Our IT sent out a test once that was a fake "someone sent you this document on teams" link and I fell for it assuming it was another stupid microsoft workflow for sharing documents. The only reason I didn't actually hit the log in part that would have got me reported was because I didn't care enough about whatever it was that was supposedly sent to me.

[–] [email protected] 48 points 1 day ago (1 children)
[–] [email protected] 2 points 1 day ago

If it's not in slack, it doesn't exist

[–] [email protected] 4 points 1 day ago

I send anything that isn't plain text or something I requested straight to security to keep those fucks sharp, I wish they summarized emails I sent them instead of complaining that I keep doing it though.

[–] [email protected] 3 points 1 day ago

yeah the only phishing tests that got me were that and an invite to a Teams team because i get added to a new team every week or so lol

[–] [email protected] 228 points 2 days ago (7 children)

I had one a about a month ago now that I was actually impressed with how they did it.

I have a Apple account just for the kids Apple devices (required for school). Received an email from Apple support about fraudulent activity and that they'd call at sometimes. I thought that was weird and checked out the email and everything was legit.

Call came in a little early then in the email. They knew all the right details including the case number, sent a verification code to my mobile from a short code SMS "iCloud" and at that point they had me. But only until they asked me to go to a site apple.somebullshit.com. Well apple isn't going to use a domain that's not *.apple.com. went there anyway to check and the SSL cert was from Let's encrypt, apple ain't using let's encrypt.

20 years in IT, that's the closest I've been in. Very long time to falling for something.

[–] [email protected] 5 points 1 day ago

Apple ain't using Let's Encrypt

To be fair, I've seen just about everyone use Let's Encrypt, from banks to nsa.gov. The latter has switched their certificate provider though.

[–] Barbarian 120 points 2 days ago* (last edited 2 days ago) (1 children)

I know someone who got had by a spearfishing call. They knew all the details about his phone contract, sounded 100% legit. The scammer got thousands of dollars in prepaid SIM cards from his account.

After the police investigation, turned out that the scammer was actually a former employee of the phone company who downloaded a copy of the customer list when he got fired.

[–] [email protected] 86 points 2 days ago (3 children)

This is why even if I think something is 100% legit, if a place calls me asking for anything I tell them I have to check on it and call back.
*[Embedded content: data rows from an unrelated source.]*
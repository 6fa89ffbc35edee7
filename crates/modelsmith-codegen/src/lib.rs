//! modelsmith-codegen - Scaffolding from embedded templates
//!
//! ```text
//! kind + name + GenerateParams
//!     ↓
//!  [params]     field/relation/prop specs        → Field, RelationSpec, Prop
//!     ↓
//!  [render]     naming + template substitution   → file contents
//!     ↓
//!  [generator]  create-if-absent writes          → GenerationReport
//!     ↓
//!  [registry]   import + imports-array insertion → app.module.ts (module only)
//! ```
//!
//! Rendering is pure. Only [`Generator`] touches the filesystem, and it never
//! overwrites an existing file.

pub mod artifact;
pub mod generator;
pub mod params;
pub mod registry;
pub mod render;

pub use artifact::{ArtifactKind, GeneratedFile, GenerationReport, NOT_OVERWRITTEN, Outcome};
pub use generator::{Generator, MODULE_STEPS};
pub use params::{GenerateParams, RelationSpec, parse_field, parse_prop};
pub use registry::{Registration, register_module};
pub use render::{Validator, dto_validators};
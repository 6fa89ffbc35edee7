#![allow(non_snake_case)]

use super::*;
use test_case::test_case;

const REVIEW: &str = r#"
import { Column, Entity, JoinColumn, ManyToOne, PrimaryGeneratedColumn } from 'typeorm';
import { Product } from './product.entity';

@Entity('reviews')
export class Review {
  @Column({ type: 'varchar', length: 255 })
  name: string;

  @Column({ type: 'text', nullable: true })
  description?: string;
}
"#;

fn column_field(decorator: &str, declared: &str) -> Field {
    let src = format!("@Entity() export class X {{ {decorator} value: {declared}; }}");
    let entity = extract_entity(&src).unwrap();
    entity.fields.into_iter().next().unwrap()
}

// extract_entity tests

#[test]
fn extract_entity___required_string_and_optional_text() {
    let entity = extract_entity(REVIEW).unwrap();

    assert_eq!(entity.name, "Review");
    assert_eq!(entity.table_name, "reviews");
    assert_eq!(entity.fields.len(), 2);

    let name = &entity.fields[0];
    assert_eq!(name.name, "name");
    assert_eq!(name.semantic_type, SemanticType::String);
    assert_eq!(name.length, Some(255));
    assert!(!name.nullable);

    let description = &entity.fields[1];
    assert_eq!(description.name, "description");
    assert_eq!(description.semantic_type, SemanticType::Text);
    assert!(description.nullable);
}

#[test]
fn extract_entity___no_entity_marker___returns_none() {
    assert!(extract_entity("export class NotAnEntity { name: string; }").is_none());
    assert!(extract_entity("").is_none());
}

#[test]
fn extract_entity___table_name___falls_back_to_plural_lowercase() {
    let bare = extract_entity("@Entity() export class Category {}").unwrap();
    let option = extract_entity("@Entity({ name: 'product_categories' }) export class Category {}")
        .unwrap();

    assert_eq!(bare.table_name, "categories");
    assert_eq!(option.table_name, "product_categories");
}

#[test_case("@Column('text')", "string", SemanticType::Text ; "leading string argument")]
#[test_case("@Column({ type: 'decimal', precision: 10, scale: 2 })", "number", SemanticType::Number ; "decimal")]
#[test_case("@Column({ type: 'int' })", "number", SemanticType::Number ; "int")]
#[test_case("@Column({ type: 'jsonb', default: {} })", "object", SemanticType::Json ; "jsonb")]
#[test_case("@Column({ type: 'uuid' })", "string", SemanticType::Uuid ; "uuid")]
#[test_case("@Column({ type: 'timestamp' })", "Date", SemanticType::String ; "unknown type")]
#[test_case("@Column()", "number", SemanticType::Number ; "untyped number")]
#[test_case("@Column()", "boolean", SemanticType::String ; "untyped other")]
#[test_case("@PrimaryGeneratedColumn('uuid')", "string", SemanticType::Uuid ; "uuid primary key")]
#[test_case("@PrimaryGeneratedColumn()", "number", SemanticType::Number ; "increment primary key")]
#[test_case("@PrimaryGeneratedColumn('increment')", "number", SemanticType::Number ; "explicit increment strategy")]
fn extract_entity___classifies_column(decorator: &str, declared: &str, expected: SemanticType) {
    assert_eq!(column_field(decorator, declared).semantic_type, expected);
}

#[test]
fn extract_entity___column_flags_and_name() {
    let field = column_field(
        "@Column({ type: 'varchar', length: 100, unique: true, nullable: false, name: 'email_address' })",
        "string",
    );

    assert_eq!(field.length, Some(100));
    assert!(field.unique);
    assert!(!field.nullable);
    assert_eq!(field.column_name.as_deref(), Some("email_address"));
    assert_eq!(field.marker, ColumnMarker::Column);
}

#[test]
fn extract_entity___date_columns___record_marker() {
    let entity = extract_entity(
        "@Entity() export class A {\n  @CreateDateColumn() createdAt: Date;\n  @UpdateDateColumn() updatedAt: Date;\n}",
    )
    .unwrap();

    let markers: Vec<ColumnMarker> = entity.fields.iter().map(|f| f.marker).collect();
    assert_eq!(
        markers,
        vec![ColumnMarker::CreateDateColumn, ColumnMarker::UpdateDateColumn]
    );
    assert_eq!(entity.fields[0].declared_type, "Date");
}

#[test]
fn extract_entity___undecorated_properties___are_ignored() {
    let entity = extract_entity(
        "@Entity() export class A {\n  transient: string;\n  @Column() kept: string;\n}",
    )
    .unwrap();

    assert_eq!(entity.fields.len(), 1);
    assert_eq!(entity.fields[0].name, "kept");
}

// relation tests

#[test]
fn extract_entity___to_one_relation___reads_thunk_and_join_column() {
    let entity = extract_entity(
        r#"
@Entity('reviews')
export class Review {
  @ManyToOne(() => Product, (product) => product.reviews, { nullable: true, onDelete: 'CASCADE' })
  @JoinColumn({ name: 'product_id' })
  product: Product;

  @Column({ name: 'product_id', type: 'uuid' })
  productId: string;
}
"#,
    )
    .unwrap();

    assert_eq!(
        entity.relations,
        vec![Relation {
            name: "product".to_string(),
            kind: RelationKind::ManyToOne,
            owner_entity: "Review".to_string(),
            target_entity: "Product".to_string(),
            foreign_key_name: Some("product_id".to_string()),
            nullable: true,
        }]
    );
    assert_eq!(entity.fields.len(), 1);
    assert_eq!(entity.fields[0].name, "productId");
}

#[test]
fn extract_entity___to_many_relation___array_typed_member() {
    let entity = extract_entity(
        "@Entity() export class Product {\n  @OneToMany(() => Review, (review) => review.product)\n  reviews: Review[];\n}",
    )
    .unwrap();

    let relation = &entity.relations[0];
    assert_eq!(relation.kind, RelationKind::OneToMany);
    assert_eq!(relation.target_entity, "Review");
    assert_eq!(relation.foreign_key_name, None);
    assert!(!relation.nullable);
}

#[test_case("Tag[]" ; "array suffix")]
#[test_case("Array<Tag>" ; "generic array")]
#[test_case("Tag" ; "plain type")]
fn extract_entity___relation_without_thunk___uses_declared_type(declared: &str) {
    let src = format!("@Entity() export class Post {{ @ManyToMany() tags: {declared}; }}");

    let entity = extract_entity(&src).unwrap();

    assert_eq!(entity.relations[0].target_entity, "Tag");
}

#[test]
fn extract_entity___malformed_source___is_best_effort() {
    let entity = extract_entity("@Entity('x') export class Half {\n  @Column({ type: 'text' \n  broken").unwrap();

    assert_eq!(entity.name, "Half");
    assert_eq!(entity.table_name, "x");
}
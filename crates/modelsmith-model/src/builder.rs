//! Project model builder.
//!
//! Walks the configured backend and frontend layout through a [`FileSystem`]
//! and runs the extractors over every conventional file:
//!
//! | Source | Record |
//! |--------|--------|
//! | `<entities_dir>/**/*.entity.ts` | [`Entity`] |
//! | `<modules_dir>/<name>/` | [`Module`] |
//! | `<modules_dir>/<name>/*.controller.ts` | [`Controller`] |
//! | `<modules_dir>/<name>/dto/*.ts` | [`Dto`] |
//! | `<components_dir>/**/*.tsx`, `<hooks_dir>/*.ts(x)` | [`Component`] |
//!
//! Missing directories yield empty lists. A file that cannot be read is
//! logged and skipped; a file the extractors do not understand contributes
//! nothing. Only a directory listing failure other than "not found" is an
//! error.

use modelsmith_core::config::ProjectConfig;
use modelsmith_core::error::{ModelsmithError, ModelsmithResult};
use modelsmith_core::fs::{DirEntry, FileSystem};
use modelsmith_core::model::{Component, Controller, Dto, Entity, Module, ProjectModel};
use modelsmith_extract::{extract_components, extract_controller, extract_dtos, extract_entity};
use std::io;
use std::path::{Path, PathBuf};
use tracing::{debug, warn};

/// Builds a [`ProjectModel`] from the project tree
pub struct ModelBuilder<'a, F: FileSystem + ?Sized> {
    fs: &'a F,
    config: &'a ProjectConfig,
}

impl<'a, F: FileSystem + ?Sized> ModelBuilder<'a, F> {
    pub fn new(fs: &'a F, config: &'a ProjectConfig) -> Self {
        Self { fs, config }
    }

    /// Scan everything
    pub fn build(&self) -> ModelsmithResult<ProjectModel> {
        let mut model = ProjectModel {
            entities: self.entities()?,
            modules: self.modules()?,
            controllers: self.controllers()?,
            dtos: self.dtos()?,
            components: self.components()?,
        };

        model.entities.sort_by(|a, b| a.name.cmp(&b.name));
        model.modules.sort_by(|a, b| a.name.cmp(&b.name));

        debug!(
            entities = model.entities.len(),
            modules = model.modules.len(),
            controllers = model.controllers.len(),
            dtos = model.dtos.len(),
            components = model.components.len(),
            "project model built"
        );
        Ok(model)
    }

    /// Every entity under the entities directory, in path order
    pub fn entities(&self) -> ModelsmithResult<Vec<Entity>> {
        let files = self.walk(&self.config.backend.entities_path(), &|name| {
            name.ends_with(".entity.ts")
        })?;

        Ok(files
            .into_iter()
            .filter_map(|path| {
                let src = self.read(&path)?;
                let mut entity = extract_entity(&src)?;
                entity.path = Some(path);
                Some(entity)
            })
            .collect())
    }

    /// Look up one entity by name (case-insensitive)
    pub fn entity(&self, name: &str) -> ModelsmithResult<Option<Entity>> {
        Ok(self
            .entities()?
            .into_iter()
            .find(|e| e.name.eq_ignore_ascii_case(name)))
    }

    /// Completeness record for every module folder
    pub fn modules(&self) -> ModelsmithResult<Vec<Module>> {
        let folders = self.module_folders()?;
        Ok(folders.iter().map(|folder| self.module(folder)).collect())
    }

    fn module(&self, folder: &DirEntry) -> Module {
        let name = folder.file_name();
        let part = |suffix: &str| self.fs.exists(&folder.path.join(format!("{name}.{suffix}.ts")));

        let dto_dir = folder.path.join("dto");
        let has_dto = self
            .fs
            .list_dir(&dto_dir)
            .map(|entries| {
                entries
                    .iter()
                    .any(|e| !e.is_dir && e.file_name().ends_with(".ts"))
            })
            .unwrap_or(false);

        Module {
            name: name.to_string(),
            has_module_file: part("module"),
            has_service: part("service"),
            has_controller: part("controller"),
            has_dto,
        }
    }

    /// Every controller found in module folders
    pub fn controllers(&self) -> ModelsmithResult<Vec<Controller>> {
        let mut controllers = Vec::new();
        for folder in self.module_folders()? {
            for path in self.walk(&folder.path, &|name| name.ends_with(".controller.ts"))? {
                let Some(src) = self.read(&path) else { continue };
                if let Some(mut controller) = extract_controller(&src) {
                    controller.path = Some(path);
                    controllers.push(controller);
                }
            }
        }
        Ok(controllers)
    }

    /// Every DTO class in module `dto/` folders
    pub fn dtos(&self) -> ModelsmithResult<Vec<Dto>> {
        let mut dtos = Vec::new();
        for folder in self.module_folders()? {
            let files = self.walk(&folder.path.join("dto"), &|name| name.ends_with(".ts"))?;
            for path in files {
                let Some(src) = self.read(&path) else { continue };
                for mut dto in extract_dtos(&src) {
                    dto.path = Some(path.clone());
                    dtos.push(dto);
                }
            }
        }
        Ok(dtos)
    }

    /// Components from the components tree plus hooks from the hooks folder
    pub fn components(&self) -> ModelsmithResult<Vec<Component>> {
        let frontend = &self.config.frontend;
        let mut files = self.walk(&frontend.components_path(), &|name| name.ends_with(".tsx"))?;
        files.extend(self.walk(&frontend.hooks_path(), &|name| {
            name.ends_with(".ts") || name.ends_with(".tsx")
        })?);

        let mut components = Vec::new();
        for path in files {
            let Some(src) = self.read(&path) else { continue };
            for mut component in extract_components(&src) {
                component.path = Some(path.clone());
                components.push(component);
            }
        }
        Ok(components)
    }

    fn module_folders(&self) -> ModelsmithResult<Vec<DirEntry>> {
        Ok(self
            .list(&self.config.backend.modules_path())?
            .into_iter()
            .filter(|e| e.is_dir)
            .collect())
    }

    fn list(&self, dir: &Path) -> ModelsmithResult<Vec<DirEntry>> {
        match self.fs.list_dir(dir) {
            Ok(entries) => Ok(entries),
            Err(err) if err.kind() == io::ErrorKind::NotFound => {
                debug!(dir = %dir.display(), "directory not found, nothing to scan");
                Ok(Vec::new())
            }
            Err(err) => Err(ModelsmithError::io(dir, err)),
        }
    }

    /// Files below `dir` whose names satisfy `accept`, sorted by path
    fn walk(&self, dir: &Path, accept: &dyn Fn(&str) -> bool) -> ModelsmithResult<Vec<PathBuf>> {
        let mut files = Vec::new();
        let mut pending = vec![dir.to_path_buf()];

        while let Some(current) = pending.pop() {
            for entry in self.list(&current)? {
                if entry.is_dir {
                    pending.push(entry.path);
                } else if accept(entry.file_name()) {
                    files.push(entry.path);
                }
            }
        }

        files.sort();
        Ok(files)
    }

    fn read(&self, path: &Path) -> Option<String> {
        debug!(path = %path.display(), "scanning");
        match self.fs.read_to_string(path) {
            Ok(src) => Some(src),
            Err(err) => {
                warn!(path = %path.display(), error = %err, "skipping unreadable file");
                None
            }
        }
    }
}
Then I'll call their known public number and go through that way. I've avoided a couple scam situations like this

[–] [email protected] 56 points 2 days ago

Honestly this is so simple and effective at stopping these sort of scams dead in their tracks. When you call in to help desk and say “I was just on the phone with your agents about a payment problem” and they don’t see any record, it’ll set off all sorts of alarm bells. Especially if it’s the bank.

[–] [email protected] 13 points 2 days ago

This is literally the correct way to proceed in any inbound communication. Doesn't matter who it is, the more authority they claim the faster to hang up.

They will try and trigger your lizard brain and make you feel like you must act now.

[–] [email protected] 3 points 2 days ago

I've done this many times in the past, and not really sure what it was about this call that I didn't.

That's just made me wonder how much of a psychological aspects scammers are employing in there scams?

[–] [email protected] 22 points 2 days ago (2 children)

So are you saying the original email genuinely was from Apple? If so do you have any idea how the scammers got all that info? And did you ever receive the legitimate call back from Apple?

[–] [email protected] 21 points 2 days ago (2 children)

I’m just speculating but maybe they (scammers) filled out a fraudulent activity form on the Apple site on behalf of the victim and then called before an Apple rep did.

[–] [email protected] 2 points 1 day ago (1 children)

Wouldn't they still need to know the username and telephone number then? That seems like something most people would be unable to link.

[–] [email protected] 2 points 1 day ago* (last edited 1 day ago)

Again I am going in to the realm of conjecture here over a little post, but maybe they had loads of information on Apple users from a data breach and this is how they were capitalising on them.

[–] [email protected] 2 points 2 days ago

Yeah that's how I think they did it.

[–] [email protected] 6 points 2 days ago

Yeah it was a legit apple support email and I compared it to the email I received after calling apple and starting a new case to give them all the info I could about the scam.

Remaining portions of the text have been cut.